The recommended approach is to keep both installed rather than committing to a full migration immediately. Test Cursor's feel gradually and shift your workload over as confidence builds.

SECTION 08

Pricing and Setup Patterns: Solo Developers vs Teams

For solo developers watching costs, start with Cursor's free plan or GitHub Copilot's free tier. Both offer enough to evaluate fit before committing any money.

When moving to a paid plan, the deciding factor is whether your work is primarily inline completions or chat and multi-file editing. The former favors paying for Copilot; the latter favors paying for Cursor.

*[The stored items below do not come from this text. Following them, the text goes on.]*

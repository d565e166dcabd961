use crate::domain::{base::Entity, Category, CategoryId};
use chrono::{DateTime, Utc};
use serde::Serialize;

#[derive(Debug, Clone, PartialEq, Eq)]
pub struct CreateCategoryCommand {
    pub name: Option<String>,
    pub description: Option<String>,
    pub is_active: bool,
}

impl CreateCategoryCommand {
    pub fn with(name: Option<&str>, description: Option<&str>, is_active: bool) -> Self {
        CreateCategoryCommand {
            name: name.map(str::to_string),
            description: description.map(str::to_string),
            is_active,
        }
    }
}

#[derive(Debug, Clone, PartialEq, Eq, Serialize)]
pub struct CreateCategoryOutput {
    pub id: String,
}

impl From<&Category> for CreateCategoryOutput {
    fn from(category: &Category) -> Self {
        CreateCategoryOutput {
            id: category.id().to_string(),
        }
    }
}

#[derive(Debug, Clone, PartialEq, Eq)]
pub struct UpdateCategoryCommand {
    pub id: String,
    pub name: Option<String>,
    pub description: Option<String>,
    pub is_active: bool,
}

impl UpdateCategoryCommand {
    pub fn with(id: &str, name: Option<&str>, description: Option<&str>, is_active: bool) -> Self {
        UpdateCategoryCommand {
            id: id.to_string(),
            name: name.map(str::to_string),
            description: description.map(str::to_string),
            is_active,
        }
    }
}

#[derive(Debug, Clone, PartialEq, Eq, Serialize)]
pub struct UpdateCategoryOutput {
    pub id: String,
}

impl From<&Category> for UpdateCategoryOutput {
    fn from(category: &Category) -> Self {
        UpdateCategoryOutput {
            id: category.id().to_string(),
        }
    }
}

/// Full projection of a category
#[derive(Debug, Clone, PartialEq, Eq, Serialize)]
pub struct CategoryOutput {
    pub id: CategoryId,
    pub name: Option<String>,
    pub description: Option<String>,
    pub is_active: bool,
    pub created_at: DateTime<Utc>,
    pub updated_at: DateTime<Utc>,
    pub deleted_at: Option<DateTime<Utc>>,
}

impl From<&Category> for CategoryOutput {
    fn from(category: &Category) -> Self {
        CategoryOutput {
            id: category.id().clone(),
            name: category.name().map(str::to_string),
            description: category.description().map(str::to_string),
            is_active: category.is_active(),
            created_at: category.created_at(),
            updated_at: category.updated_at(),
            deleted_at: category.deleted_at(),
        }
    }
}

#[derive(Debug, Clone, PartialEq, Eq, Serialize)]
pub struct CategoryListOutput {
    pub id: String,
    pub name: Option<String>,
    pub description: Option<String>,
    pub is_active: bool,
    pub created_at: DateTime<Utc>,
    pub deleted_at: Option<DateTime<Utc>>,
}

impl From<&Category> for CategoryListOutput {
    fn from(category: &Category) -> Self {
        CategoryListOutput {
            id: category.id().to_string(),
            name: category.name().map(str::to_string),
            description: category.description().map(str::to_string),
            is_active: category.is_active(),
            created_at: category.created_at(),
            deleted_at: category.deleted_at(),
        }
    }
}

For team and business use, the considerations shift:

- Organization-level management: Copilot offers business plans with org-wide license management
- Environment standardization: Aligning the whole team on Cursor vs VS Code + Copilot affects operational overhead
- Mixed subscription: Tech leads and architects use both tools; implementation-focused developers use Copilot only

From experience, solo developers do fine with just one tool, while team environments benefit from role-based tool allocation. There's no need to subscribe everyone to both.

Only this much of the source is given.